The move towards larger and more efficient hospitals, encouraged by all advanced thinking in the last decades, may change.  If we are to think about infectious diseases and the way we approach them in the future, we may wish for separate “fevers” hospitals as there used to be in the 1960s and 1970s. We may wish to retain more local but less sophisticated hospitals, so that the caring and the organisation of volunteers is easier. Fevers hospitals seemed to have had their day… until now,

When women gave birth in the past, it was often in a separate maternity home, and they were transferred to the nearby hospital if they needed surgery. This happened in my home town of Haverfordwest, and in many other Welsh towns.

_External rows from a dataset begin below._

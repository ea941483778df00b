use chrono::{DateTime, Utc};
use serde::{Deserialize, Serialize};
use std::fmt;
use utoipa::ToSchema;

/// Main model for the `embeddings` table.
#[derive(Debug, Clone, Serialize, ToSchema)]
#[serde(rename_all = "camelCase")]
pub struct Embedding {
    /// Primary key.
    pub id: i64,

    /// External identity. Unique.
    pub uri: String,

    /// The content the vector was produced from, post conversion
    /// if a format conversion took place.
    pub text: String,

    /// The model that produced the vector.
    pub model_name: String,

    /// Provider task type the vector was produced with, when the
    /// provider distinguishes tasks.
    pub task_type: Option<String>,

    /// The vector. Width is fixed per model.
    pub embedding: Vec<f32>,

    /// Pre-conversion content, when a conversion preceded embedding.
    pub original_content: Option<String>,

    /// The format the content was converted to, e.g. `markdown`.
    pub converted_format: Option<String>,

    pub created_at: DateTime<Utc>,
    pub updated_at: DateTime<Utc>,
}

/// Insert/upsert payload for `embeddings`.
#[derive(Debug, Clone)]
pub struct EmbeddingInsert<'a> {
    pub uri: &'a str,
    pub text: &'a str,
    pub model_name: &'a str,
    pub task_type: Option<&'a str>,
    pub vector: &'a [f32],
    pub original_content: Option<&'a str>,
    pub converted_format: Option<&'a str>,
}

impl<'a> EmbeddingInsert<'a> {
    pub fn new(uri: &'a str, text: &'a str, model_name: &'a str, vector: &'a [f32]) -> Self {
        Self {
            uri,
            text,
            model_name,
            task_type: None,
            vector,
            original_content: None,
            converted_format: None,
        }
    }

    pub fn with_task_type(mut self, task_type: Option<&'a str>) -> Self {
        self.task_type = task_type;
        self
    }

    pub fn with_conversion(
        mut self,
        original_content: Option<&'a str>,
        converted_format: Option<&'a str>,
    ) -> Self {
        self.original_content = original_content;
        self.converted_format = converted_format;
        self
    }
}

/// What `save` did with the row.
#[derive(Debug, Clone, Copy)]
pub struct SaveOutcome {
    pub id: i64,
    /// True when a new row was inserted, false when an existing
    /// row was replaced.
    pub created: bool,
}

/// Distance metric for similarity search.
#[derive(Debug, Clone, Copy, Default, PartialEq, Eq, Serialize, Deserialize, ToSchema)]
#[serde(rename_all = "snake_case")]
pub enum SimilarityMetric {
    #[default]
    Cosine,
    Euclidean,
    DotProduct,
}

impl fmt::Display for SimilarityMetric {
    fn fmt(&self, f: &mut fmt::Formatter<'_>) -> fmt::Result {
        let s = match self {
            SimilarityMetric::Cosine => "cosine",
            SimilarityMetric::Euclidean => "euclidean",
            SimilarityMetric::DotProduct => "dot_product",
        };
        write!(f, "{s}")
    }
}

/// Repository level similarity search parameters.
#[derive(Debug)]
pub struct SimilaritySearch<'a> {
    pub query_vector: &'a [f32],
    pub model_name: &'a str,
    pub limit: u32,
    pub threshold: Option<f64>,
    pub metric: SimilarityMetric,
}

/// A single similarity search hit.
#[derive(Debug, Clone, Serialize, ToSchema)]
#[serde(rename_all = "camelCase")]
pub struct SearchMatch {
    pub id: i64,
    pub uri: String,
    pub text: String,
    pub model_name: String,
    pub similarity: f64,
    pub created_at: DateTime<Utc>,
    pub updated_at: DateTime<Utc>,
}

/// Filters for listing embeddings.
#[derive(Debug, Default, Clone)]
pub struct EmbeddingListParams<'a> {
    /// Substring filter on the URI.
    pub uri: Option<&'a str>,

    /// Exact model name filter.
    pub model_name: Option<&'a str>,

    pub pagination: crate::core::model::Pagination,
}
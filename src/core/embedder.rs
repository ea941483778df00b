use crate::core::model::provider::ProviderKind;
use serde::Serialize;
use thiserror::Error;
use utoipa::ToSchema;

/// Errors an embedding backend can produce. This is the full vocabulary;
/// services map these onto user facing responses without knowing which
/// backend was in play.
#[derive(Debug, Error)]
pub enum EmbeddingError {
    #[error("{provider}: authentication failed: {message}")]
    Authentication {
        provider: ProviderKind,
        model: String,
        message: String,
    },

    #[error("{provider}: rate limited: {message}")]
    RateLimit {
        provider: ProviderKind,
        model: String,
        message: String,
        /// Seconds to wait, when the backend said so.
        retry_after: Option<u64>,
    },

    #[error("{provider}: model '{model}': {message}")]
    Model {
        provider: ProviderKind,
        model: String,
        message: String,
    },

    #[error("{provider}: connection: {message}")]
    Connection {
        provider: ProviderKind,
        model: String,
        message: String,
    },
}

impl EmbeddingError {
    /// Classify a reqwest transport failure. Timeouts and malformed
    /// responses are connection errors like any other transport fault.
    pub fn from_transport(provider: ProviderKind, model: &str, err: reqwest::Error) -> Self {
        let message = if err.is_timeout() {
            "request timed out".to_string()
        } else {
            err.to_string()
        };
        EmbeddingError::Connection {
            provider,
            model: model.to_string(),
            message,
        }
    }

    /// Classify a non-success HTTP status returned by a backend.
    pub fn from_status(
        provider: ProviderKind,
        model: &str,
        status: reqwest::StatusCode,
        retry_after: Option<u64>,
        body: String,
    ) -> Self {
        let model = model.to_string();
        match status.as_u16() {
            401 | 403 => EmbeddingError::Authentication {
                provider,
                model,
                message: body,
            },
            429 => EmbeddingError::RateLimit {
                provider,
                model,
                message: body,
                retry_after,
            },
            404 => EmbeddingError::Model {
                provider,
                model,
                message: body,
            },
            _ => EmbeddingError::Connection {
                provider,
                model,
                message: format!("{status}: {body}"),
            },
        }
    }
}

/// Static catalogue entry for a model an embedder serves.
#[derive(Debug, Clone, Serialize, ToSchema)]
#[serde(rename_all = "camelCase")]
pub struct ModelInfo {
    pub name: &'static str,
    pub dimensions: usize,
    pub max_input_tokens: usize,
    /// USD per input token. Zero for local runtimes.
    pub price_per_token: f64,
}

/// Token accounting for backends that report it.
#[derive(Debug, Clone, Copy, Serialize, ToSchema)]
#[serde(rename_all = "camelCase")]
pub struct TokenUsage {
    pub prompt_tokens: usize,
    pub total_tokens: usize,
}

/// A successfully generated embedding.
#[derive(Debug, Clone)]
pub struct EmbeddingOutput {
    pub embedding: Vec<f32>,
    /// The model that actually ran, after resolution. This is the
    /// canonical `model_name` for persistence.
    pub model: String,
    pub provider: ProviderKind,
    pub dimensions: usize,
    pub usage: Option<TokenUsage>,
}

/// Operations related to embeddings and their models.
#[async_trait::async_trait]
pub trait Embedder {
    /// Return the embedder's type tag.
    fn kind(&self) -> ProviderKind;

    /// The endpoint this embedder talks to. Identifies the logical
    /// backend together with [kind][Self::kind].
    fn base_url(&self) -> String;

    /// The model used when the request does not name one. Configured
    /// per provider, falling back to a hard-coded per-kind constant.
    fn default_model(&self) -> String;

    /// List the models this embedder serves. The catalogue is static
    /// per provider type.
    fn list_models(&self) -> Vec<ModelInfo>;

    fn model_info(&self, model: &str) -> Option<ModelInfo> {
        self.list_models().into_iter().find(|m| m.name == model)
    }

    fn is_model_available(&self, model: &str) -> bool {
        self.model_info(model).is_some()
    }

    /// Resolve the effective model for a request: the requested name
    /// wins, otherwise the configured default. Unknown names are a
    /// model error.
    fn resolve_model(&self, requested: Option<&str>) -> Result<String, EmbeddingError> {
        let model = match requested {
            Some(m) => m.to_string(),
            None => self.default_model(),
        };
        if !self.is_model_available(&model) {
            return Err(EmbeddingError::Model {
                provider: self.kind(),
                model,
                message: "not served by this provider".to_string(),
            });
        }
        Ok(model)
    }

    /// Get the vector for `text`. The resolved model name is echoed
    /// in the output.
    async fn embed(
        &self,
        text: &str,
        model: Option<&str>,
    ) -> Result<EmbeddingOutput, EmbeddingError>;
}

When I am ill, and perhaps even terminally ill, i want to be near to my family. The closure of hospitals will make this aspect of care and modern medicine distant and unpopular. Unless we persuade and induce families to look after elderly parents in their own home, the hospitals will not cope. Why is terminal care in hospices only partially funded in any one of the 4 cradle to grave Health Services?

With an ageing population we need both local and specialist hospitals. With pandemics in mind we need fever hospitals again. Maternity care, given the amount of cross infection and the risk in this pandemic, might once again be better isolated from the general hospital.

While we are re-thinking health, why not appoint every Medical Student who aspired to do the subject this year? Those who cant make it can be weeded out at the 2nd MB stage. We need every one, and if there were 11 applicants for each place, as in the past, why not appoint all 11?